ESA’s ExoMars Trace Gas Orbiter to test atmosphere

ESA’s ExoMars Trace Gas Orbiter to test atmosphere
Trace Gas Orbiter aerobraking © ESA-ATG medialab

Slowed by skimming through the very top of the upper atmosphere, ESA’s ExoMars Trace Gas Orbiter has lowered itself into a planet-hugging orbit and is about ready to begin testing the Red Planet for methane.

The ExoMars Trace Gas Orbiter arrived at Mars in October 2016 to investigate the potentially biological or geological origin of trace gases in the atmosphere. It will also serve as a relay, connecting rovers on the surface with their controllers on Earth.

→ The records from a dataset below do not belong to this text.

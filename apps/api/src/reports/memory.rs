//! In-memory report sink for tests.

use std::collections::HashMap;
use std::sync::Mutex;

use async_trait::async_trait;
use serde_json::Value;

use super::{ReportKey, ReportSink, SinkError};

#[derive(Debug, Default)]
pub struct MemoryReportSink {
    reports: Mutex<HashMap<String, Value>>,
    fail_writes: bool,
}

impl MemoryReportSink {
    pub fn new() -> Self {
        Self::default()
    }

    /// A sink whose every `store` fails with an I/O error.
    pub fn failing() -> Self {
        Self {
            reports: Mutex::new(HashMap::new()),
            fail_writes: true,
        }
    }

    pub fn get(&self, key: &ReportKey) -> Option<Value> {
        self.reports
            .lock()
            .unwrap()
            .get(&key.as_storage_key())
            .cloned()
    }

    pub fn keys(&self) -> Vec<String> {
        let mut keys: Vec<String> = self.reports.lock().unwrap().keys().cloned().collect();
        keys.sort();
        keys
    }
}

#[async_trait]
impl ReportSink for MemoryReportSink {
    async fn store(&self, key: &ReportKey, value: &Value) -> Result<(), SinkError> {
        if self.fail_writes {
            return Err(SinkError::Io {
                path: key.as_storage_key().into(),
                source: std::io::Error::new(std::io::ErrorKind::Other, "disk full"),
            });
        }
        self.reports
            .lock()
            .unwrap()
            .insert(key.as_storage_key(), value.clone());
        Ok(())
    }

    async fn load(&self, key: &ReportKey) -> Result<Option<Value>, SinkError> {
        Ok(self.get(key))
    }
}
/// LLM Client: the single point of entry for all completion calls.
///
/// ARCHITECTURAL RULE: No agent may call the completion endpoint directly.
/// Agents depend on the `CompletionClient` trait; `LlmClient` is the HTTP
/// implementation wired in at startup.
///
/// Model: fixed, see `MODEL`.
use async_trait::async_trait;
use reqwest::Client;
use serde::{Deserialize, Serialize};
use thiserror::Error;
use tracing::{debug, warn};

pub mod prompts;

#[cfg(test)]
pub mod fake;

/// The model used for all completion calls.
pub const MODEL: &str = "meta-llama/llama-4-scout-17b-16e-instruct";
const MAX_TOKENS: u32 = 4096;
const MAX_RETRIES: u32 = 3;
const REQUEST_TIMEOUT_SECS: u64 = 120;

#[derive(Debug, Error)]
pub enum LlmError {
    #[error("HTTP error: {0}")]
    Http(#[from] reqwest::Error),

    #[error("API error (status {status}): {message}")]
    Api { status: u16, message: String },

    #[error("Rate limited after {retries} retries")]
    RateLimited { retries: u32 },
}

/// Generation parameters for a single completion.
#[derive(Debug, Clone, Copy, PartialEq)]
pub struct CompletionParams {
    pub temperature: f32,
}

impl CompletionParams {
    pub fn with_temperature(temperature: f32) -> Self {
        Self { temperature }
    }
}

/// One prompt in, raw model text out. `Ok(None)` means the model answered
/// with no content.
#[async_trait]
pub trait CompletionClient: Send + Sync {
    async fn complete(
        &self,
        prompt: &str,
        params: CompletionParams,
    ) -> Result<Option<String>, LlmError>;
}

#[derive(Debug, Serialize)]
struct ChatRequest<'a> {
    model: &'a str,
    max_tokens: u32,
    temperature: f32,
    messages: Vec<ChatMessage<'a>>,
}

#[derive(Debug, Serialize)]
struct ChatMessage<'a> {
    role: &'a str,
    content: &'a str,
}

#[derive(Debug, Deserialize)]
pub struct ChatResponse {
    pub choices: Vec<Choice>,
    #[serde(default)]
    pub usage: Option<Usage>,
}

#[derive(Debug, Deserialize)]
pub struct Choice {
    pub message: ChoiceMessage,
}

#[derive(Debug, Deserialize)]
pub struct ChoiceMessage {
    pub content: Option<String>,
}

#[derive(Debug, Deserialize)]
pub struct Usage {
    pub prompt_tokens: u32,
    pub completion_tokens: u32,
}

impl ChatResponse {
    /// Text of the first choice, if the model produced any.
    pub fn into_text(self) -> Option<String> {
        self.choices
            .into_iter()
            .next()
            .and_then(|choice| choice.message.content)
    }
}

#[derive(Debug, Deserialize)]
struct ApiErrorEnvelope {
    error: ApiErrorBody,
}

#[derive(Debug, Deserialize)]
struct ApiErrorBody {
    message: String,
}

/// HTTP completion client for an OpenAI-compatible chat completions endpoint.
/// Retries 429 and 5xx responses with exponential backoff.
#[derive(Clone)]
pub struct LlmClient {
    client: Client,
    api_url: String,
    api_key: String,
}

impl LlmClient {
    pub fn new(api_url: String, api_key: String) -> Result<Self, LlmError> {
        let client = Client::builder()
            .timeout(std::time::Duration::from_secs(REQUEST_TIMEOUT_SECS))
            .build()?;
        Ok(Self {
            client,
            api_url,
            api_key,
        })
    }

    /// Makes a raw call, returning the full response object.
    pub async fn call(
        &self,
        prompt: &str,
        params: CompletionParams,
    ) -> Result<ChatResponse, LlmError> {
        let request_body = ChatRequest {
            model: MODEL,
            max_tokens: MAX_TOKENS,
            temperature: params.temperature,
            messages: vec![ChatMessage {
                role: "user",
                content: prompt,
            }],
        };

        let mut last_error: Option<LlmError> = None;

        for attempt in 0..MAX_RETRIES {
            if attempt > 0 {
                // Exponential backoff: 1s, 2s
                let delay = std::time::Duration::from_millis(1000 * (1 << (attempt - 1)));
                warn!(
                    "LLM call attempt {} failed, retrying after {}ms...",
                    attempt,
                    delay.as_millis()
                );
                tokio::time::sleep(delay).await;
            }

            let response = self
                .client
                .post(&self.api_url)
                .bearer_auth(&self.api_key)
                .json(&request_body)
                .send()
                .await;

            let response = match response {
                Ok(r) => r,
                Err(e) => {
                    last_error = Some(LlmError::Http(e));
                    continue;
                }
            };

            let status = response.status();

            if status.as_u16() == 429 || status.is_server_error() {
                let body = response.text().await.unwrap_or_default();
                warn!("LLM API returned {}: {}", status, body);
                last_error = Some(LlmError::Api {
                    status: status.as_u16(),
                    message: body,
                });
                continue;
            }

            if !status.is_success() {
                let body = response.text().await.unwrap_or_default();
                let message = serde_json::from_str::<ApiErrorEnvelope>(&body)
                    .map(|e| e.error.message)
                    .unwrap_or(body);
                return Err(LlmError::Api {
                    status: status.as_u16(),
                    message,
                });
            }

            let chat_response: ChatResponse = response.json().await?;

            if let Some(usage) = &chat_response.usage {
                debug!(
                    "LLM call succeeded: prompt_tokens={}, completion_tokens={}",
                    usage.prompt_tokens, usage.completion_tokens
                );
            }

            return Ok(chat_response);
        }

        Err(last_error.unwrap_or(LlmError::RateLimited {
            retries: MAX_RETRIES,
        }))
    }
}

#[async_trait]
impl CompletionClient for LlmClient {
    async fn complete(
        &self,
        prompt: &str,
        params: CompletionParams,
    ) -> Result<Option<String>, LlmError> {
        Ok(self.call(prompt, params).await?.into_text())
    }
}

#[cfg(test)]
mod tests {
    use super::*;

    #[test]
    fn test_chat_response_text_from_first_choice() {
        let json = r#"{
            "choices": [
                {"message": {"role": "assistant", "content": "{\"a\": 1}"}},
                {"message": {"role": "assistant", "content": "ignored"}}
            ],
            "usage": {"prompt_tokens": 12, "completion_tokens": 5, "total_tokens": 17}
        }"#;
        let response: ChatResponse = serde_json::from_str(json).unwrap();
        assert_eq!(response.into_text().as_deref(), Some("{\"a\": 1}"));
    }

    #[test]
    fn test_chat_response_null_content_is_absent() {
        let json = r#"{"choices": [{"message": {"role": "assistant", "content": null}}]}"#;
        let response: ChatResponse = serde_json::from_str(json).unwrap();
        assert!(response.usage.is_none());
        assert_eq!(response.into_text(), None);
    }

    #[test]
    fn test_chat_response_without_choices_is_absent() {
        let response: ChatResponse = serde_json::from_str(r#"{"choices": []}"#).unwrap();
        assert_eq!(response.into_text(), None);
    }

    #[test]
    fn test_request_serializes_temperature_and_model() {
        let body = ChatRequest {
            model: MODEL,
            max_tokens: MAX_TOKENS,
            temperature: 0.5,
            messages: vec![ChatMessage {
                role: "user",
                content: "hi",
            }],
        };
        let value = serde_json::to_value(&body).unwrap();
        assert_eq!(value["model"], MODEL);
        assert_eq!(value["temperature"], 0.5);
        assert_eq!(value["messages"][0]["role"], "user");
    }

    #[test]
    fn test_client_builds() {
        assert!(LlmClient::new("http://localhost:9/v1".to_string(), "key".to_string()).is_ok());
    }
}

European Space Agency (ESA) flight director Michel Denis said: “Since March 2017, we’ve been conducting a terrifically delicate ‘aerobraking’ campaign, during which we commanded it to dip into the wispy, upper-most tendrils of the atmosphere once per revolution, slowing the craft and lowering its orbit,

“This took advantage of the faint drag on the solar wings, steadily transforming the orbit. It’s been a major challenge for the mission teams supported by European industry, but they’ve done an excellent job and we’ve reached our initial goal.

“During some orbits, we were just 103 km above Mars, which is incredibly close.”

Interplanetary experience

Although ESA had acquired experience with aerobraking on a test basis at the end of the Venus Express mission, this is the first time they have used the technique to achieve a routine orbit around another planet, however, this is what the ExoMars Trace Gas Orbiter was built for.

Aerobraking around an alien planet that is, typically, 225 million km away is an incredibly delicate undertaking. The thin upper atmosphere provides only gentle deceleration – at most some 17 mm/s each second.

If you braked your car at this rate from an initial speed of 50 km/h to stop at a junction, you’d have to start 6km in advance.

Denis added: “Aerobraking works only because we spent significant time in the atmosphere during each orbit, and then repeated this over 950 times,

“Over a year, we’ve reduced the speed of the spacecraft by an enormous 3600 km/h, lowering its orbit by the necessary amount.”